YOU could easily miss the sign, the one high on the yellow-painted wall of the converted school-house on Church Road in Southampton, announcing the premises of Bercon Ltd. If the sign was proportionate to the enthusiasm of the educational consultants inside, a larger wall would be required.

Angela Fubler, who started the company late in 2001, left the security of the Ministry of Education for the more anxious, if more challenging, world of self-employment. She has since been joined by consultants Mary Giordano and Crystal Burgess, and these three, together with their charmingly polite receptionist Leanne Hollis, constitute the entire complement of Bercon.

Mrs. Fubler, a devout Christian and life-long soldier in the Salvation Army, believes that Bercon is her 'ministry'.

"I have always been an 'ideas' person. I worked for the Ministry of Education for 11 years, first as an educational therapist, later as the 'Cadet' programme director at Warwick Camp. In pursuit of a PhD in organisational leadership, I took two courses locally, one on consulting, and I realised that I could put that into operation right away.

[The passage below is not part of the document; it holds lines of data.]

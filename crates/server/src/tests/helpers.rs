// Copyright (C) 2026 Fred Clausen
// Use of this source code is governed by an MIT-style
// license that can be found in the LICENSE file or at
// https://opensource.org/licenses/MIT.

//! Test helper functions and fixtures.

use std::sync::Arc;

use axum::{
    Router,
    body::Body,
    http::{Request, StatusCode},
};
use reserva_domain::{OwnerProfile, OwnerSummary};
use reserva_persistence::Persistence;
use serde_json::Value;
use tokio::sync::Mutex;
use tower::ServiceExt;

use crate::caller::{CALLER_ID_HEADER, CALLER_ROLE_HEADER};
use crate::live::LiveEventBus;
use crate::{AppState, build_router};

/// Helper to create test app state with in-memory persistence.
pub fn create_test_app_state() -> AppState {
    let persistence: Persistence =
        Persistence::new_in_memory().expect("Failed to create in-memory persistence");
    AppState {
        persistence: Arc::new(Mutex::new(persistence)),
        bus: Arc::new(LiveEventBus::new()),
        timezone: chrono_tz::UTC,
        snapshot_limit: 50,
    }
}

pub async fn create_test_user(app_state: &AppState, phone: &str) -> OwnerSummary {
    app_state
        .persistence
        .lock()
        .await
        .create_user(
            phone,
            &OwnerProfile {
                first_name: Some(String::from("Rana")),
                ..OwnerProfile::default()
            },
        )
        .expect("user created")
}

/// An identified caller for requests.
#[derive(Clone, Copy)]
pub struct As(pub i64, pub &'static str);

pub const ADMIN: As = As(1000, "admin");
pub const AGENT: As = As(2000, "agent");

/// Sends one request through a fresh router and returns status and JSON body.
pub async fn send(
    app_state: &AppState,
    method: &str,
    uri: &str,
    caller: Option<As>,
    body: Option<Value>,
) -> (StatusCode, Value) {
    let app: Router = build_router(app_state.clone());

    let mut builder = Request::builder().method(method).uri(uri);
    if let Some(As(id, role)) = caller {
        builder = builder
            .header(CALLER_ID_HEADER, id.to_string())
            .header(CALLER_ROLE_HEADER, role);
    }
    let request: Request<Body> = match body {
        Some(json) => builder
            .header("content-type", "application/json")
            .body(Body::from(json.to_string()))
            .unwrap(),
        None => builder.body(Body::empty()).unwrap(),
    };

    let response = app.oneshot(request).await.unwrap();
    let status: StatusCode = response.status();
    let body_bytes = axum::body::to_bytes(response.into_body(), usize::MAX)
        .await
        .unwrap();
    let json: Value = if body_bytes.is_empty() {
        Value::Null
    } else {
        serde_json::from_slice(&body_bytes).unwrap_or(Value::Null)
    };
    (status, json)
}

pub fn booking_body(date: &str, time: &str) -> Value {
    serde_json::json!({
        "service_name": "Contract review",
        "date": date,
        "time": time,
    })
}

"Bercon started when parents asked me to observe their child in the classroom, and I agreed to do so, on condition that they understood that I would not be able to undertake any intervention work. But when I wrote up the report, I just could not leave the child, based on my own recommendations. In the end, there were so many referrals, I knew I had to make a decision."

Mrs. Fubler did not think of herself as a business person, and she concedes it took her some time to concentrate on the basic business essentials. For her, Bercon was a new way to be of service.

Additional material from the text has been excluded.